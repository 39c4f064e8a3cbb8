//! Client configuration loaded from environment variables.
//!
//! Every setting has a default suitable for a development server on
//! localhost.

use std::path::PathBuf;

use agora_shared::constants::{DEFAULT_SERVER_URL, MAX_PAGE_SIZE, MESSAGES_PER_LOAD, WS_PATH};

#[derive(Debug, Clone, PartialEq, Eq)]
pub struct ClientConfig {
    /// Base URL of the HTTP API.
    /// Env: `AGORA_SERVER_URL`
    /// Default: `http://localhost:8080`
    pub server_url: String,

    /// Push channel URL.
    /// Env: `AGORA_WS_URL`
    /// Default: the server URL with a `ws` scheme and `/ws` path.
    pub ws_url: String,

    /// Value of the session cookie obtained at login.
    /// Env: `AGORA_SESSION_COOKIE`
    pub session_cookie: Option<String>,

    /// Location of the local activity database.
    /// Env: `AGORA_DB_PATH`
    /// Default: platform data directory (`None` here).
    pub db_path: Option<PathBuf>,

    /// History page size.
    /// Env: `AGORA_PAGE_SIZE`
    /// Default: `10`
    pub page_size: usize,
}

impl Default for ClientConfig {
    fn default() -> Self {
        Self {
            server_url: DEFAULT_SERVER_URL.to_string(),
            ws_url: ws_url_for(DEFAULT_SERVER_URL),
            session_cookie: None,
            db_path: None,
            page_size: MESSAGES_PER_LOAD,
        }
    }
}

impl ClientConfig {
    /// Load configuration from environment variables, falling back to defaults.
    pub fn from_env() -> Self {
        Self::from_lookup(|key| std::env::var(key).ok())
    }

    fn from_lookup(lookup: impl Fn(&str) -> Option<String>) -> Self {
        let mut config = Self::default();

        if let Some(url) = lookup("AGORA_SERVER_URL").filter(|u| !u.trim().is_empty()) {
            let url = url.trim().trim_end_matches('/').to_string();
            config.ws_url = ws_url_for(&url);
            config.server_url = url;
        }

        if let Some(url) = lookup("AGORA_WS_URL").filter(|u| !u.trim().is_empty()) {
            config.ws_url = url.trim().to_string();
        }

        if let Some(cookie) = lookup("AGORA_SESSION_COOKIE") {
            if !cookie.is_empty() {
                config.session_cookie = Some(cookie);
            }
        }

        if let Some(path) = lookup("AGORA_DB_PATH") {
            config.db_path = Some(PathBuf::from(path));
        }

        if let Some(val) = lookup("AGORA_PAGE_SIZE") {
            match val.parse::<usize>() {
                Ok(n) if (1..=MAX_PAGE_SIZE).contains(&n) => config.page_size = n,
                _ => {
                    tracing::warn!(value = %val, "Invalid AGORA_PAGE_SIZE, using default");
                }
            }
        }

        config
    }
}

/// `http://host:port` → `ws://host:port/ws`.
fn ws_url_for(server_url: &str) -> String {
    let base = server_url.trim_end_matches('/');
    let base = if let Some(rest) = base.strip_prefix("https://") {
        format!("wss://{rest}")
    } else if let Some(rest) = base.strip_prefix("http://") {
        format!("ws://{rest}")
    } else {
        base.to_string()
    };
    format!("{base}{WS_PATH}")
}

| Task requirements |
Each line in the records above with "None" must be returned.

| Exercise solution |
    /// Default: platform data directory (`None` here).
            session_cookie: None,
            db_path: None,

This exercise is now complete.